The problem:
For the data below, say how many lines contain "push". Only the number should be given.

[Saved entries]
---+---
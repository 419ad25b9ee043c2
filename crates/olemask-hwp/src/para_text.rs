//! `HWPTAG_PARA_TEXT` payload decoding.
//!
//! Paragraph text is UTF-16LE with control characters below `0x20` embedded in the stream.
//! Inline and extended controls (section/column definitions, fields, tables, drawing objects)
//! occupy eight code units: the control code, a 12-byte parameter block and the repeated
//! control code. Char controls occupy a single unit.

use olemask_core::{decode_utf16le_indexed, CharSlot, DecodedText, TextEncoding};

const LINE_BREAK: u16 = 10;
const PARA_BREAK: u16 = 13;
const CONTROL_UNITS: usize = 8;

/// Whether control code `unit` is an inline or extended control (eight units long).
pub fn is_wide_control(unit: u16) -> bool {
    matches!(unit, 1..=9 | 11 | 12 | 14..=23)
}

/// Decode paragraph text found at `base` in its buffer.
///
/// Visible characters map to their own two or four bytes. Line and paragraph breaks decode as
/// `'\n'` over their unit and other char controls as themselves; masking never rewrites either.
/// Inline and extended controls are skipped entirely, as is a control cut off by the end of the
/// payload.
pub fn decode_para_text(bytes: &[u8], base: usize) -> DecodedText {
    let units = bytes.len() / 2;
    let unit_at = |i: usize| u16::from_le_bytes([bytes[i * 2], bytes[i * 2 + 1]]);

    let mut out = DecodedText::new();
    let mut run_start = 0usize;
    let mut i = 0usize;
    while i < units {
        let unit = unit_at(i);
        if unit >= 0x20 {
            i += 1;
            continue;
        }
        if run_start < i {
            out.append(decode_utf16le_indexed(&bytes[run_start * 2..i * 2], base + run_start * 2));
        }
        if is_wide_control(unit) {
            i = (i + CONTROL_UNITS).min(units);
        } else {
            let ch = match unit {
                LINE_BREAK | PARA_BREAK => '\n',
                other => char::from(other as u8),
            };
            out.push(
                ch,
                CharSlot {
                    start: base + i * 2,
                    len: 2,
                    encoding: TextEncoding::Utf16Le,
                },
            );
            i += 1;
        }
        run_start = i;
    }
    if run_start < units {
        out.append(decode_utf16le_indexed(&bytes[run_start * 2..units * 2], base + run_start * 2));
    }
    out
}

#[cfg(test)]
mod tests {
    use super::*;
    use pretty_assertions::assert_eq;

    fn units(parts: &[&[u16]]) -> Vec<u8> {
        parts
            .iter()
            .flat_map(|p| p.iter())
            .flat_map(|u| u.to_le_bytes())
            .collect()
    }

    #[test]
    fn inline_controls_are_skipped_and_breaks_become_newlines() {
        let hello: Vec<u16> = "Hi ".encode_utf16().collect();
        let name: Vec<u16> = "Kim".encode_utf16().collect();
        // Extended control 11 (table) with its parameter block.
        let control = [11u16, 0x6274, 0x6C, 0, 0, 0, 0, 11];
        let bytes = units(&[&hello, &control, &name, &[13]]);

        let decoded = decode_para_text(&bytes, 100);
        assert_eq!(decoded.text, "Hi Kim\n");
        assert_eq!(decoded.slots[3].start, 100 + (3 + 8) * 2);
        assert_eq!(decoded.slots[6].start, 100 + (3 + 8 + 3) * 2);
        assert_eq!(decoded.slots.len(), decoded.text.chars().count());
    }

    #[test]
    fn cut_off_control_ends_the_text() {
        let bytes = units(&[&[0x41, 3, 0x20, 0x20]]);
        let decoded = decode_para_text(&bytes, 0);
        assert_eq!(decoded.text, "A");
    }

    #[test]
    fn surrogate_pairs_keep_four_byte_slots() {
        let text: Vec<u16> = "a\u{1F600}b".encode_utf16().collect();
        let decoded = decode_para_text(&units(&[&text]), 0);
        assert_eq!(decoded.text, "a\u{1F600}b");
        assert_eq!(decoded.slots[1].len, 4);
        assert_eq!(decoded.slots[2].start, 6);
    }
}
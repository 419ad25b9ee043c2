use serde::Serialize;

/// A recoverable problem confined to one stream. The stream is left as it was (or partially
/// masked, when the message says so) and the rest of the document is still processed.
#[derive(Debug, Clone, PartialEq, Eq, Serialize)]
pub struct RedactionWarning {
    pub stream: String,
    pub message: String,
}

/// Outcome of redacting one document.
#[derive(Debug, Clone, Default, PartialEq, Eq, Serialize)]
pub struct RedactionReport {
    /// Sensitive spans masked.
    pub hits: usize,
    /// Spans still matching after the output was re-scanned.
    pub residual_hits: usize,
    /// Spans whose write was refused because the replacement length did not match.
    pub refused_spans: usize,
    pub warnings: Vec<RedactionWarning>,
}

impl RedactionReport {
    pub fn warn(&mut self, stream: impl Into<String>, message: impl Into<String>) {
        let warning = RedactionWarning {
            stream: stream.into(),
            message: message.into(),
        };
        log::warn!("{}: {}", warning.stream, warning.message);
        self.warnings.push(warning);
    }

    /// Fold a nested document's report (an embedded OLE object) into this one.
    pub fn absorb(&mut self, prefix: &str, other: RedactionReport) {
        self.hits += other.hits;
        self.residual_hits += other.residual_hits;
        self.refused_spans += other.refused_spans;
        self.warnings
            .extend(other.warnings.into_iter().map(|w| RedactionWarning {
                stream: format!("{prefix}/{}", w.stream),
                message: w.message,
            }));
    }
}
---+---
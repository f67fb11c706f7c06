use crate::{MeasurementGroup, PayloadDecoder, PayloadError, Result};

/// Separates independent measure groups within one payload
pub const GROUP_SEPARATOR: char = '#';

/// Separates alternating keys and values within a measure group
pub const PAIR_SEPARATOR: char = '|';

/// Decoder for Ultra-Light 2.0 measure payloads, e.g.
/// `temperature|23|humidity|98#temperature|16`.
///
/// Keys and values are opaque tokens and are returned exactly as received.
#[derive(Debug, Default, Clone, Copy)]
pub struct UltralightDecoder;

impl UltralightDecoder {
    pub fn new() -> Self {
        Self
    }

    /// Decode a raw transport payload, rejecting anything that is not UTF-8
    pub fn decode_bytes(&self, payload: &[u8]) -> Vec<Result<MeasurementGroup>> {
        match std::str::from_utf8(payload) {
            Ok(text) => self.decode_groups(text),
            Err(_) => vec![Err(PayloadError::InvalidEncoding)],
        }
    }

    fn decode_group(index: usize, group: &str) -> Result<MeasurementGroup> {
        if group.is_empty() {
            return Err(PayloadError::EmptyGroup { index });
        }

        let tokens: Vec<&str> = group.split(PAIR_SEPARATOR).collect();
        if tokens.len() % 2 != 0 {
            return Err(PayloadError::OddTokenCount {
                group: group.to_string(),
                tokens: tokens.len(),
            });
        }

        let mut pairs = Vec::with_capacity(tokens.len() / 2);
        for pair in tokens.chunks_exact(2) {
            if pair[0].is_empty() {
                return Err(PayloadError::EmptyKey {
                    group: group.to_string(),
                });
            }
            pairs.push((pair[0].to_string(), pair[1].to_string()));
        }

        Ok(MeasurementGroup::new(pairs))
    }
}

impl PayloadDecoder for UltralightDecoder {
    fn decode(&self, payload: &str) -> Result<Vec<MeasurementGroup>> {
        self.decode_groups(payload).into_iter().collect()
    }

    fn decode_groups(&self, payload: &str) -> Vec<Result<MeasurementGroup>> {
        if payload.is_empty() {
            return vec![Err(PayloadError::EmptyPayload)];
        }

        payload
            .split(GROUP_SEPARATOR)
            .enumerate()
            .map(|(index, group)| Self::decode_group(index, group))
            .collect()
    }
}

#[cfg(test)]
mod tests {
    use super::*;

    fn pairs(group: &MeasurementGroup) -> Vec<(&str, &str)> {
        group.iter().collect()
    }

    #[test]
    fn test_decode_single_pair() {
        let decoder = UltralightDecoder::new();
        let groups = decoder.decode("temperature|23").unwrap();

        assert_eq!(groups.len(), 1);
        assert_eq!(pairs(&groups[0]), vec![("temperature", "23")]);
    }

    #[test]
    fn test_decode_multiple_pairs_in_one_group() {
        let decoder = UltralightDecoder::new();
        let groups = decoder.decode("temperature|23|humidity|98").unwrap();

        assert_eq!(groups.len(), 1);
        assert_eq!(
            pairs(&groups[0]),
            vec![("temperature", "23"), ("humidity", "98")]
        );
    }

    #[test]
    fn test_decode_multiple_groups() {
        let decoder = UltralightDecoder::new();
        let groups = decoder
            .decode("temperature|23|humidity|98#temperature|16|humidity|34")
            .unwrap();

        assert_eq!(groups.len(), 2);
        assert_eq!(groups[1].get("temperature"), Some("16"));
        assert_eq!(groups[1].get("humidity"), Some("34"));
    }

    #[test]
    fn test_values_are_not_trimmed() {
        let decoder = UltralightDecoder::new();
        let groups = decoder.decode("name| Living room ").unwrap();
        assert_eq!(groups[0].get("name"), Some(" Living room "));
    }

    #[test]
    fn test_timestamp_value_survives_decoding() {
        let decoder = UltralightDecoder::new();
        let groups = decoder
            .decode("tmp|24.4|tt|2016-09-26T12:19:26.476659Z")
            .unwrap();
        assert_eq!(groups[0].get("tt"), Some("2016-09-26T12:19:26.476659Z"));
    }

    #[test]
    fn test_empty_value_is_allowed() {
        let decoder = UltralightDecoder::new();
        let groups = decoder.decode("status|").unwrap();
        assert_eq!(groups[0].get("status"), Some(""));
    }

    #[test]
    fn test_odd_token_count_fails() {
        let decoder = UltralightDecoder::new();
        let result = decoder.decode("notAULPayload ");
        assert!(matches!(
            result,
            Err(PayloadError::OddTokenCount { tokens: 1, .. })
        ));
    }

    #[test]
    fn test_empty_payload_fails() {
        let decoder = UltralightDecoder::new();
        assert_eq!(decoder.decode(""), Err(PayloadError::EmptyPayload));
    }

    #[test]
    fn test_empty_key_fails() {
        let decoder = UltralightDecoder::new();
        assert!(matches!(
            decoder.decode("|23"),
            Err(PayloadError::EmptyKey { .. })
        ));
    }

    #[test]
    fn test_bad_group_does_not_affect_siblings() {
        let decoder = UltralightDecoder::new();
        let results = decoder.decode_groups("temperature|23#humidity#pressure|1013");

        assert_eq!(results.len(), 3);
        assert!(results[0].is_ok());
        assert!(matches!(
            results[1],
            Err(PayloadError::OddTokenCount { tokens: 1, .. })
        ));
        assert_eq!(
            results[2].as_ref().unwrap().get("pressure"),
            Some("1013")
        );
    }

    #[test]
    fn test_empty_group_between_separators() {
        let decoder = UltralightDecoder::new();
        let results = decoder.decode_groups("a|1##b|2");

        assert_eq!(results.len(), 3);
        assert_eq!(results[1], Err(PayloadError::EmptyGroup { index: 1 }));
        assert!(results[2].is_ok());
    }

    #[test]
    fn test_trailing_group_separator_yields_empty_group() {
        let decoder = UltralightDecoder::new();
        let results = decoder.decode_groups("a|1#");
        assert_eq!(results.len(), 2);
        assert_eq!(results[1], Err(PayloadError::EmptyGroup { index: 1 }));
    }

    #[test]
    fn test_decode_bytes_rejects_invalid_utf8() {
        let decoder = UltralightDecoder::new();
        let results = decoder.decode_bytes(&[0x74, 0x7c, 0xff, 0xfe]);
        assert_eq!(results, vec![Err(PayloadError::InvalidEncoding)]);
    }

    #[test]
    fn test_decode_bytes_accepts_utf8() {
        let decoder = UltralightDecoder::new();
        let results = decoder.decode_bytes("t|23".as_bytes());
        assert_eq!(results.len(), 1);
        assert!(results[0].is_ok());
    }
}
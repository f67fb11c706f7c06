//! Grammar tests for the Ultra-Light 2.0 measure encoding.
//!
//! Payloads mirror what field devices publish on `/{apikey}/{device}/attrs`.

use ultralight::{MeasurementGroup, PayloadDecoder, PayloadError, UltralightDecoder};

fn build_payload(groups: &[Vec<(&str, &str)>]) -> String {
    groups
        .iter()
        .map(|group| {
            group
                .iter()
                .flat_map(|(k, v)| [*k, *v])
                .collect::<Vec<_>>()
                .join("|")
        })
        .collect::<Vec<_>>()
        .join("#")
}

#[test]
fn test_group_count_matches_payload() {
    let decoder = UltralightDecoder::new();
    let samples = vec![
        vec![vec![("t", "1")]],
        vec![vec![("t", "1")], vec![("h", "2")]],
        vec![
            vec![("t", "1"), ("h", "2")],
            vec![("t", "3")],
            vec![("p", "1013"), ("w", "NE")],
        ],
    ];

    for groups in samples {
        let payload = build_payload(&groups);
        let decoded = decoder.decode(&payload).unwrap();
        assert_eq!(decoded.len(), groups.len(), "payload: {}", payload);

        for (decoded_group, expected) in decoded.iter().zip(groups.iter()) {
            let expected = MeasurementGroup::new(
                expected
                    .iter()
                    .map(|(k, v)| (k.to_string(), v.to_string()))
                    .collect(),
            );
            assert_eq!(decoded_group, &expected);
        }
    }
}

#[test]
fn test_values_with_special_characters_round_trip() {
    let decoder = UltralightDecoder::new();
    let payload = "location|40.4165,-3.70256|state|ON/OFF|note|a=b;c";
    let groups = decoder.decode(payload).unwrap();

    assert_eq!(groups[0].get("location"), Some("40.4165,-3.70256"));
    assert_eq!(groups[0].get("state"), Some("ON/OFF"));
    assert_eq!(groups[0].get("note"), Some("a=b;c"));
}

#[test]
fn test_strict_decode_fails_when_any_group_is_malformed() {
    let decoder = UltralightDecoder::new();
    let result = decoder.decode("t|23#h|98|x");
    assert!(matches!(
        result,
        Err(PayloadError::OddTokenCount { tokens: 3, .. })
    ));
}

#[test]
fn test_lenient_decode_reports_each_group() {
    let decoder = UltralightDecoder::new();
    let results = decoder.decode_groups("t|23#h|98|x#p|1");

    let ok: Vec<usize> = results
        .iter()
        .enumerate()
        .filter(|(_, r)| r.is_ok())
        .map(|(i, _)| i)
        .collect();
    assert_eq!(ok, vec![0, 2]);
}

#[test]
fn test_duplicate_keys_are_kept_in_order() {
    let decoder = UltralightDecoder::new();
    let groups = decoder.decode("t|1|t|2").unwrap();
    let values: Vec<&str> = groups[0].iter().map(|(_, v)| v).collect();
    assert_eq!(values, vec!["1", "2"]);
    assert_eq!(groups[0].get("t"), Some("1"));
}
---+---
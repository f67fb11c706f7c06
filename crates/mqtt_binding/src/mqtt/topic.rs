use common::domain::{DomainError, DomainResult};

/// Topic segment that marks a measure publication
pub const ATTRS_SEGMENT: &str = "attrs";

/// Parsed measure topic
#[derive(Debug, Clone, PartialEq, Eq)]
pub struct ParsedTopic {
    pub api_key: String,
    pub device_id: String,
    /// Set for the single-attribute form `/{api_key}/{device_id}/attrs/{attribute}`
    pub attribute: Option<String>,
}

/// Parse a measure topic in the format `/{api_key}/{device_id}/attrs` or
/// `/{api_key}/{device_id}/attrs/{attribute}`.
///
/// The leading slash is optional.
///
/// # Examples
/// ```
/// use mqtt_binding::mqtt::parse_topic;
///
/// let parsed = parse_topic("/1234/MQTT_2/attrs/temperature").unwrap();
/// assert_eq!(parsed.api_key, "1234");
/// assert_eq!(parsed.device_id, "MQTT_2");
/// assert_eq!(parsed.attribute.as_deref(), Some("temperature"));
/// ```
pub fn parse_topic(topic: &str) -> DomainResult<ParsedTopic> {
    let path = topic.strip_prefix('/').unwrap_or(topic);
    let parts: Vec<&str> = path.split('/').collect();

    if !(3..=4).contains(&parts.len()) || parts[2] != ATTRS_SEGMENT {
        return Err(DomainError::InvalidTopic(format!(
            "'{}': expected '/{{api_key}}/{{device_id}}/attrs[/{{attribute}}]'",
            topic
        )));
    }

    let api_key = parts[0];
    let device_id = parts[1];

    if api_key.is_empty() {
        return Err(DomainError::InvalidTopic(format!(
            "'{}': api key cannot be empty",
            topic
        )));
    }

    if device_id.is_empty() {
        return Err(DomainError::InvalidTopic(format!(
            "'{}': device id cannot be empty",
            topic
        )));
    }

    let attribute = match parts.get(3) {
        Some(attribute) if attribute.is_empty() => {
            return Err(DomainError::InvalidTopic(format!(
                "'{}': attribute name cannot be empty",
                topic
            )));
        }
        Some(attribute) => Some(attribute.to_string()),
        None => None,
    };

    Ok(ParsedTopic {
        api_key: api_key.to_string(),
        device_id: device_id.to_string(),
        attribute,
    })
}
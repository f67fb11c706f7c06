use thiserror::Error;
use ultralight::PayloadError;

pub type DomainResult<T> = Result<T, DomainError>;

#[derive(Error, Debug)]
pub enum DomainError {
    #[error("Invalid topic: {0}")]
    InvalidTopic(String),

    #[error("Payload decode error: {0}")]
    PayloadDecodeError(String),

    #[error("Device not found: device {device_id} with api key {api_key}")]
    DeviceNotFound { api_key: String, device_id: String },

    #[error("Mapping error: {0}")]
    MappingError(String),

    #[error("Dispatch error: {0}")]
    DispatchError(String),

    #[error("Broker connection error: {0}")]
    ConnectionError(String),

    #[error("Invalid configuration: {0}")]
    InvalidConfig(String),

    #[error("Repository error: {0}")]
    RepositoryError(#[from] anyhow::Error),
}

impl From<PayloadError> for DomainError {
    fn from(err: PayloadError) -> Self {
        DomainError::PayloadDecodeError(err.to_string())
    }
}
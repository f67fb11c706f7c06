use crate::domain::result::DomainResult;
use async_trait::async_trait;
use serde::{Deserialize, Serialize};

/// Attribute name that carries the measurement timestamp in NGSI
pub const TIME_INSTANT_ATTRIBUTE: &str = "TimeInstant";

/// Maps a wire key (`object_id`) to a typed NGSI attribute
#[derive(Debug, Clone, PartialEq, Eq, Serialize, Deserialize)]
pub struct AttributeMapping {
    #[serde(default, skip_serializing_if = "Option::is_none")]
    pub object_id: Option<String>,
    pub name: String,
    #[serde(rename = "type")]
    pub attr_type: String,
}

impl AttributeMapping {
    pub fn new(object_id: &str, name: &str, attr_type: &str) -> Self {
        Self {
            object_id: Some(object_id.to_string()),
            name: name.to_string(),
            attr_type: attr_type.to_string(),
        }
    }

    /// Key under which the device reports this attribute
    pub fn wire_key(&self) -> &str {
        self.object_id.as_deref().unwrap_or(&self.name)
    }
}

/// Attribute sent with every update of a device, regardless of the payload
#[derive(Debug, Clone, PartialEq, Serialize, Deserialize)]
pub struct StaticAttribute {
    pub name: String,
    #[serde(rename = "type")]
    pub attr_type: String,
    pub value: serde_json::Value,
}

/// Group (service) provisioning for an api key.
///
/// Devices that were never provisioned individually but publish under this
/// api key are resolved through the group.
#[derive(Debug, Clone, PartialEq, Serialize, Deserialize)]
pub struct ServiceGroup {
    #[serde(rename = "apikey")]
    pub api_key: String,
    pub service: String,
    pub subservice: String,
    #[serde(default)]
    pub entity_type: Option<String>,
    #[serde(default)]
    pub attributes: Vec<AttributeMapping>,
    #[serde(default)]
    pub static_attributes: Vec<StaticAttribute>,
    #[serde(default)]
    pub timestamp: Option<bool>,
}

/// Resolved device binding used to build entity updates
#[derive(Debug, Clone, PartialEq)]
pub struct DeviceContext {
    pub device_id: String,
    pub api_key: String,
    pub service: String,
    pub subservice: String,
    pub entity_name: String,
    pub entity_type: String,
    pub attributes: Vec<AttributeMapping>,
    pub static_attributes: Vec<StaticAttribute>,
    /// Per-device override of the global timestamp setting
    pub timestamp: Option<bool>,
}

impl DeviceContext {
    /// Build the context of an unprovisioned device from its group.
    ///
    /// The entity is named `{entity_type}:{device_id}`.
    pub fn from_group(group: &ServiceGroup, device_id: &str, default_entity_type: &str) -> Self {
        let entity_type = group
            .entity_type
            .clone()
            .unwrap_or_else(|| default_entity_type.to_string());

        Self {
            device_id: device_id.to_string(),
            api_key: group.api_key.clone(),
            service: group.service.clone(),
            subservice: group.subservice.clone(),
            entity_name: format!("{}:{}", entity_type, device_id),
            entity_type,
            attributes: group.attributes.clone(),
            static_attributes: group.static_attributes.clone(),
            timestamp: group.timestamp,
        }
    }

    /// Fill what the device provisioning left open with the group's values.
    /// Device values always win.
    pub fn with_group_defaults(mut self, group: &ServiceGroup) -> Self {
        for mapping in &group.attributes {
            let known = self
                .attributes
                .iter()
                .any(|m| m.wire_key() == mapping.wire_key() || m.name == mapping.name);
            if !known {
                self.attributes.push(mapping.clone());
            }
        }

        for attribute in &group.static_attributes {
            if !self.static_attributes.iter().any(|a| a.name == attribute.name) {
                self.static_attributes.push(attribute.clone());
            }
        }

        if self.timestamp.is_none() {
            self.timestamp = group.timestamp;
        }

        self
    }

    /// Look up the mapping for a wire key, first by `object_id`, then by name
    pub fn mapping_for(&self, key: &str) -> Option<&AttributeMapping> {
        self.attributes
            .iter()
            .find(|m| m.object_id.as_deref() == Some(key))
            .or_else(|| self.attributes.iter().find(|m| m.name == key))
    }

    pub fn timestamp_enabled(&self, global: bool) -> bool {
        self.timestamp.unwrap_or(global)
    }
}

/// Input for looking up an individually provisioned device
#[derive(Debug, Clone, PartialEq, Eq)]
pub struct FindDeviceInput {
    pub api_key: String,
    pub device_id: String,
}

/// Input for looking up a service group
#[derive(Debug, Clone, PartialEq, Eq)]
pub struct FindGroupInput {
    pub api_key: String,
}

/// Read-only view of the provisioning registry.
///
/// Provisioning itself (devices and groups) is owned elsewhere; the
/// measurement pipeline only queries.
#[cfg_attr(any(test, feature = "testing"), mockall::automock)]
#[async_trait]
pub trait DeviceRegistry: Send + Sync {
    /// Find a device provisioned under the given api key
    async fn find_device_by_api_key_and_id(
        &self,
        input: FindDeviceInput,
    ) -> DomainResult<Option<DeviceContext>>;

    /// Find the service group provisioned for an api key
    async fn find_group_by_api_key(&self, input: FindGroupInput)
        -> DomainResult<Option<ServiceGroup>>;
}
---+---
Result:
5